If it’s true that teenagers count on someone to make them
stop, bystanders who get in the way and prevent administrators from
breaking up brawls share responsibility for resulting injury. An
assistant principal at a New York City high school told me of students
linking and locking arms around their combating peers to prevent
school authorities from intervening. What’s more, excited
spectators wanted the show to go on.
Where did teenagers learn this kind of behavior? Is it possible
that the nonstop violence of electronic games has left them hungry
for the real thing? And why do so many young people lack restraint?
I have been teaching in public schools for 31 years and assure
you that teenagers have always fought. What is new is the rapid
escalation from individual fisticuffs to melee. The spark that ignites
the incident — “she looked at me” or “he
called me *#!!” — is often so small as to be hard to
discern. Tough as they may look, teenagers are hypersensitive, particularly
to criticism from peers, and are easily offended. What they need
to learn is a civilized, rather than bellicose, response.
Part of the problem is simple overcrowding. Putting too many 17-year-olds
in too small an area is asking for trouble. Los Angeles public high
schools house 2,000 to 6,000 students on campuses with few trees
and no sculpture gardens. During lunch, the cacophony is intense.

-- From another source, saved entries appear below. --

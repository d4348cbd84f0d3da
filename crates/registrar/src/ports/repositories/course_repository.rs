//! Course Repository Port
//!
//! Abstract interface for Course persistence operations.

use crate::domain::{errors::DomainError, Course};

/// Repository interface for Course entities
///
/// `update` is a plain overwrite. Implementations that serve concurrent
/// callers must provide their own compare-and-swap if the capacity bound
/// has to hold across racing enrollments.
pub trait CourseRepository: Send + Sync {
    /// Find a Course by its code
    fn find_by_course_code(&self, course_code: &str) -> Result<Option<Course>, DomainError>;

    /// Write back a Course (keyed by `course.code`)
    fn update(&self, course: &Course) -> Result<(), DomainError>;

    /// Whether the student has satisfied every prerequisite of the course
    fn is_prerequisite_met(
        &self,
        student_id: &str,
        course_code: &str,
    ) -> Result<bool, DomainError>;
}
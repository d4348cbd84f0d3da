//! Registrar Domain Library
//!
//! Core domain types and interfaces for course registration.
//!
//! # Architecture
//!
//! This crate follows Clean Architecture / Hexagonal Architecture principles:
//!
//! - **Domain Layer** (`domain/`): Pure business entities and logic
//!   - `entities/`: Core domain models (Student, Course, Enrollment, CourseGrade)
//!   - `value_objects/`: Immutable value types (AcademicStatus)
//!   - `services/`: Grade evaluation (GradeCalculator)
//!   - `errors/`: Domain-specific error types
//!
//! - **Ports** (`ports/`): Abstract interfaces (traits)
//!   - `repositories/`: Data access interfaces
//!   - `services/`: External service interfaces
//!
//! # Usage
//!
//! ```rust
//! use registrar::{CourseGrade, GradeCalculator};
//!
//! let calculator = GradeCalculator::default();
//! let gpa = calculator
//!     .calculate_gpa(&[CourseGrade::new("CS101", 3, 4.0), CourseGrade::new("CS102", 3, 3.0)])
//!     .unwrap();
//! assert_eq!(gpa, 3.5);
//! assert_eq!(calculator.calculate_max_credits(gpa).unwrap(), 24);
//! ```

pub mod domain;
pub mod ports;

// Re-export commonly used types
pub use domain::{
    AcademicStatus, Course, CourseGrade, CreditBand, DomainError, DomainResult, Enrollment,
    ErrorKind, GradeCalculator, GradingConfig, StandingBand, Student, MAX_GRADE_POINT,
    MIN_GRADE_POINT, STATUS_APPROVED,
};
pub use ports::{CourseRepository, NotificationService, StudentRepository};
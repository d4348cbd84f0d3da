//! Enrollment - Registration outcome

use chrono::{DateTime, Utc};
use serde::{Deserialize, Serialize};
use uuid::Uuid;

/// Status written on every enrollment the workflow approves
pub const STATUS_APPROVED: &str = "APPROVED";

#[derive(Debug, Clone, PartialEq, Serialize, Deserialize)]
pub struct Enrollment {
    pub id: Uuid,
    pub student_id: String,
    pub course_code: String,
    pub enrollment_date: DateTime<Utc>,
    pub status: String,
}

impl Enrollment {
    /// Create a new Enrollment with generated ID and timestamp
    pub fn new(
        student_id: impl Into<String>,
        course_code: impl Into<String>,
        status: impl Into<String>,
    ) -> Self {
        Self {
            id: Uuid::new_v4(),
            student_id: student_id.into(),
            course_code: course_code.into(),
            enrollment_date: Utc::now(),
            status: status.into(),
        }
    }

    pub fn approved(student_id: impl Into<String>, course_code: impl Into<String>) -> Self {
        Self::new(student_id, course_code, STATUS_APPROVED)
    }

    pub fn is_approved(&self) -> bool {
        self.status == STATUS_APPROVED
    }
}
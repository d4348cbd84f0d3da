//! AcademicStatus - Standing category derived from GPA and semester

use serde::{Deserialize, Serialize};

/// A student's academic standing
#[derive(Debug, Clone, Copy, Serialize, Deserialize, Default, PartialEq, Eq, Hash)]
#[serde(rename_all = "SCREAMING_SNAKE_CASE")]
pub enum AcademicStatus {
    #[default]
    Active,
    Probation,
    /// Suspended students cannot enroll
    Suspended,
}

impl AcademicStatus {
    pub fn can_enroll(&self) -> bool {
        !matches!(self, AcademicStatus::Suspended)
    }
}

impl std::fmt::Display for AcademicStatus {
    fn fmt(&self, f: &mut std::fmt::Formatter<'_>) -> std::fmt::Result {
        match self {
            AcademicStatus::Active => write!(f, "ACTIVE"),
            AcademicStatus::Probation => write!(f, "PROBATION"),
            AcademicStatus::Suspended => write!(f, "SUSPENDED"),
        }
    }
}

impl std::str::FromStr for AcademicStatus {
    type Err = String;

    fn from_str(s: &str) -> Result<Self, Self::Err> {
        match s.to_uppercase().as_str() {
            "ACTIVE" => Ok(AcademicStatus::Active),
            "PROBATION" => Ok(AcademicStatus::Probation),
            "SUSPENDED" => Ok(AcademicStatus::Suspended),
            _ => Err(format!("Unknown academic status: {}", s)),
        }
    }
}
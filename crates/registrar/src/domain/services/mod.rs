//! Domain Services
//!
//! Stateless domain logic that does not belong to a single entity.

mod grade_calculator;

pub use grade_calculator::*;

Girls shriek with joy, fear, outrage, or maybe just the chance for
an extra French fry. Growing boys, proud of new muscles, push and
shove simply to move after hours at a confining desk. Add to this
mix the dulcet tones of hip-hop music, and you have a perfect storm.
Almost every day on every high school campus, an accident is waiting
to happen.
Rather than sanctimoniously shake our heads every time school violence
makes the news, maybe we should support the remarkable individuals
who choose to spend their adult lives teaching young people restraint.
It isn’t easy. I can’t imagine being a high school principal
addressing issues of crime and punishment every working day. It’s
hard enough for me to make my students sensitive to criticisms of
their grammatical errors.
But I try to do my part by guiding students through Joseph Conrad’s
classic, “Heart of Darkness.” In this novella, which
inspired “Apocalypse Now,” the 1979 Hollywood hit starring
Marlon Brando, the narrator Marlow travels down a snake-like river
to find Kurtz, a man who has lost all restraint. Caught up in the
pursuit of ivory, fame and power, Kurtz has forgotten the lessons
of civilization.
How terrifying to consider a generation that has never been civilized.
Without restraint, we are worse than untutored savages. We are lost.
Jago directs the California Reading and Literature Project
at UCLA and teaches English at Santa Monica High School.